» **TASK BRIEF**: For the data below, tally how many lines contain "TxmConfig" and answer only with that tally.

Saved entries
= = =
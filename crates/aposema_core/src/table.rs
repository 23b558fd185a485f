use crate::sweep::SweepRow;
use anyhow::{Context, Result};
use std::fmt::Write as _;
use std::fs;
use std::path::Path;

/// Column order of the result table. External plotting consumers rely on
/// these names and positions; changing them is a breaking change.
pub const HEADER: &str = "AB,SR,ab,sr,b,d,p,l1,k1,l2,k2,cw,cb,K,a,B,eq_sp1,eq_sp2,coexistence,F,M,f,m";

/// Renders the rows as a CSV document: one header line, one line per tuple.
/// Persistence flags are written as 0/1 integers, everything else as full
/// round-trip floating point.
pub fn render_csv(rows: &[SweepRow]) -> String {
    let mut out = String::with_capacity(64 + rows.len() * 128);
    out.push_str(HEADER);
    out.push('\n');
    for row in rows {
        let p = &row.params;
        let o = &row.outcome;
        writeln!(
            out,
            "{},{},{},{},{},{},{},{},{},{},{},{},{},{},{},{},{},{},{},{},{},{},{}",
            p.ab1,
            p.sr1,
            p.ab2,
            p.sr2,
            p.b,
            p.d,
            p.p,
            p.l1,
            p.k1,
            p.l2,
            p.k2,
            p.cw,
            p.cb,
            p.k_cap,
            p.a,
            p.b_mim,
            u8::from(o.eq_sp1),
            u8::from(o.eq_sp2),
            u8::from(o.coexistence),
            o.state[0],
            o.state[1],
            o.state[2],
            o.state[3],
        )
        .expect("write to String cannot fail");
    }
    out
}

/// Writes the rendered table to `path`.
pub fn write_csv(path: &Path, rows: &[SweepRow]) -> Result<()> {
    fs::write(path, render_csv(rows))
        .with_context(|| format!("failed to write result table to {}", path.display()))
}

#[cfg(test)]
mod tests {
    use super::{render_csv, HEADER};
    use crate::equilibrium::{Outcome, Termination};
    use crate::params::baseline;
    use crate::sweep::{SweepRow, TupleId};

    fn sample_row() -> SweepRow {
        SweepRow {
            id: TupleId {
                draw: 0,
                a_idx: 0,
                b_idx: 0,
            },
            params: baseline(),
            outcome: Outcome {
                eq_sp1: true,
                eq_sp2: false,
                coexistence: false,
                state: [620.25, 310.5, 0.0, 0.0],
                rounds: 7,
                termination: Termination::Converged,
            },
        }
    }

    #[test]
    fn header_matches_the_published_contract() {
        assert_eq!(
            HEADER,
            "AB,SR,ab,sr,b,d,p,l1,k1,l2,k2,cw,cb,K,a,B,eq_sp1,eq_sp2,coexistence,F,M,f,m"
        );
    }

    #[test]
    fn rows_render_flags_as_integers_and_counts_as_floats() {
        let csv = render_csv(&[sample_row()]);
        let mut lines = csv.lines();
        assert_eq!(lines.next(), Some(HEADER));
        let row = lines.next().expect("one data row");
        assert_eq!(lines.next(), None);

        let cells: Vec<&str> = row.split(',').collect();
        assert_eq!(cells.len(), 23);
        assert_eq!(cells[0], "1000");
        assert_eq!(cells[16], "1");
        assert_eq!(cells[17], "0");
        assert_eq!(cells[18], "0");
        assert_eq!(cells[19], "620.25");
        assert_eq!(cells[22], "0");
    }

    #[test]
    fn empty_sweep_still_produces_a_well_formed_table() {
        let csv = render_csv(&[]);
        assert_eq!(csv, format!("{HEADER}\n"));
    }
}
= = =
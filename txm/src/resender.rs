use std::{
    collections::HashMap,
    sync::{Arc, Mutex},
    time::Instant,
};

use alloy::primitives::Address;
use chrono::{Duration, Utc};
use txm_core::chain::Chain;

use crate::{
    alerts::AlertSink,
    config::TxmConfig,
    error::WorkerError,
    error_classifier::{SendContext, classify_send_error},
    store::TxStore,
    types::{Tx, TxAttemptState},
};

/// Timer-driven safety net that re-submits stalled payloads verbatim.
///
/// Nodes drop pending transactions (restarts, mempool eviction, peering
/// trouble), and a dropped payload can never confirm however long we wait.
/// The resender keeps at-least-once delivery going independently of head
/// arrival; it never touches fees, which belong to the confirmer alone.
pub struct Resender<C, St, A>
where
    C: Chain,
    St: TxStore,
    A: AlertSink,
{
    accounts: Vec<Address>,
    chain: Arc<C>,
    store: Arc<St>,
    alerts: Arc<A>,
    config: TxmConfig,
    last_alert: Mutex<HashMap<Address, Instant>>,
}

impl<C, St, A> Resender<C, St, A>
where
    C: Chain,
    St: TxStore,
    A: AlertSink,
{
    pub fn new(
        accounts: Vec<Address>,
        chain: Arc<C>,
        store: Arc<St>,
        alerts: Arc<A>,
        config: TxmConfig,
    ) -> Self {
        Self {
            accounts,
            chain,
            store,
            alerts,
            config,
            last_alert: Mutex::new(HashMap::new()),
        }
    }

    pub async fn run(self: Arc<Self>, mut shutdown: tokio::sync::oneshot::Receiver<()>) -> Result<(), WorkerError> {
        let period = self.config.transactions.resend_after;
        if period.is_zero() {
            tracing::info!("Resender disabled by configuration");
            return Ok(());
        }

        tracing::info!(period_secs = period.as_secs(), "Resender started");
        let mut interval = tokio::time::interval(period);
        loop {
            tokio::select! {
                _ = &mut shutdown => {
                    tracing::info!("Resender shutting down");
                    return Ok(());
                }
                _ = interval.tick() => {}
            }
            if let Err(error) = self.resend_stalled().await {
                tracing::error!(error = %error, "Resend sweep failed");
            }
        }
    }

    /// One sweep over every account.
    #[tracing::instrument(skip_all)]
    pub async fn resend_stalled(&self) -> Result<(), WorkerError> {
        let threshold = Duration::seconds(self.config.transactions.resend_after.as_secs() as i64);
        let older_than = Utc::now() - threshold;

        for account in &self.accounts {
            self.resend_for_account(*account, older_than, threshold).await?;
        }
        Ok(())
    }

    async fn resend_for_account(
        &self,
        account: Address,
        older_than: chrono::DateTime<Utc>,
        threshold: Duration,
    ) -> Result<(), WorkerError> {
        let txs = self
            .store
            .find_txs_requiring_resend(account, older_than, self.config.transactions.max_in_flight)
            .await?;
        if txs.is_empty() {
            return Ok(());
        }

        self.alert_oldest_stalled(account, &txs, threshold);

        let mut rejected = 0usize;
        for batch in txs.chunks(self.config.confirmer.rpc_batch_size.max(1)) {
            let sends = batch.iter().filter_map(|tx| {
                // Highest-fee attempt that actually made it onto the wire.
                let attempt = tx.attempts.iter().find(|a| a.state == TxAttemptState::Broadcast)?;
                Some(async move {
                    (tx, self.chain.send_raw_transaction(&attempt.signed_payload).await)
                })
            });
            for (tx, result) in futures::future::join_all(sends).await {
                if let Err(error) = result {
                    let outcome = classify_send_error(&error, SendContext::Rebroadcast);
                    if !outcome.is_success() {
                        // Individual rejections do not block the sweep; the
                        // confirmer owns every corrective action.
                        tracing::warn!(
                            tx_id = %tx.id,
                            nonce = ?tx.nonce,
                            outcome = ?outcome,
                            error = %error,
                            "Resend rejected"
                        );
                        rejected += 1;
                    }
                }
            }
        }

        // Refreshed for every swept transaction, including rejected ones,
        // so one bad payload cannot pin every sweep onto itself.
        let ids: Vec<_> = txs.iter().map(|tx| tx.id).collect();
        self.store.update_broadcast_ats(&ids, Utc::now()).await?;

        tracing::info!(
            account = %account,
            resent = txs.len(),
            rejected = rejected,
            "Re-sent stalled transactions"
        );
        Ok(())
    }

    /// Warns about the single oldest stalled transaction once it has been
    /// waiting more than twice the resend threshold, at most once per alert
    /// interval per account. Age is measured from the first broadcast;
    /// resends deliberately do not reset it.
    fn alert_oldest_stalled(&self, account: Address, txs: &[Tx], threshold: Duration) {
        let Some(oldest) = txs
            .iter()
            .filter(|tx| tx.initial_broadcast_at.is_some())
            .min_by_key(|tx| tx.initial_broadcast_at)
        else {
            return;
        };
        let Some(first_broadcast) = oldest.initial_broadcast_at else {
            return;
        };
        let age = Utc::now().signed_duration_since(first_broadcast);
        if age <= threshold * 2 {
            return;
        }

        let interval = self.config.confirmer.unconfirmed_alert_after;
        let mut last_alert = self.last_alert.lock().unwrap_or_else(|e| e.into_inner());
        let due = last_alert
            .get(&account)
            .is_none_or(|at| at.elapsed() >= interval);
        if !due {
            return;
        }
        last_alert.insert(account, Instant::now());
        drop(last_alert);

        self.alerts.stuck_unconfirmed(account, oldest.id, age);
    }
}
= = =
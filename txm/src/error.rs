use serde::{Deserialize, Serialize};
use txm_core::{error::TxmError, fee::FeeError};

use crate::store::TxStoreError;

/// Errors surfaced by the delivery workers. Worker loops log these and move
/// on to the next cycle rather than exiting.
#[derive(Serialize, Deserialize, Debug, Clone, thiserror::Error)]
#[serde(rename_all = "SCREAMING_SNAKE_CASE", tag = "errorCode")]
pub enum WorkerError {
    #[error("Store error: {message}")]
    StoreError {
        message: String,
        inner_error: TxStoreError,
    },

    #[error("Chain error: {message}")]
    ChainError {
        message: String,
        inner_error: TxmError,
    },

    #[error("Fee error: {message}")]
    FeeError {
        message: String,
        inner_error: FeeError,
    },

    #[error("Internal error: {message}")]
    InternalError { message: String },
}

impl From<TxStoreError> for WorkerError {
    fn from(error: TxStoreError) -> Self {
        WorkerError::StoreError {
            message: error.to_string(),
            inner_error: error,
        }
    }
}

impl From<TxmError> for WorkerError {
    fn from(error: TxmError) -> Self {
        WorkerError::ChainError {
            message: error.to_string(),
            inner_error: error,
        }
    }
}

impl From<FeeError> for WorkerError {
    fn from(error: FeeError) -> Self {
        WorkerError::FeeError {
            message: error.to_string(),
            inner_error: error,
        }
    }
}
= = =
» **RESPONSE TO THE TASK**: 3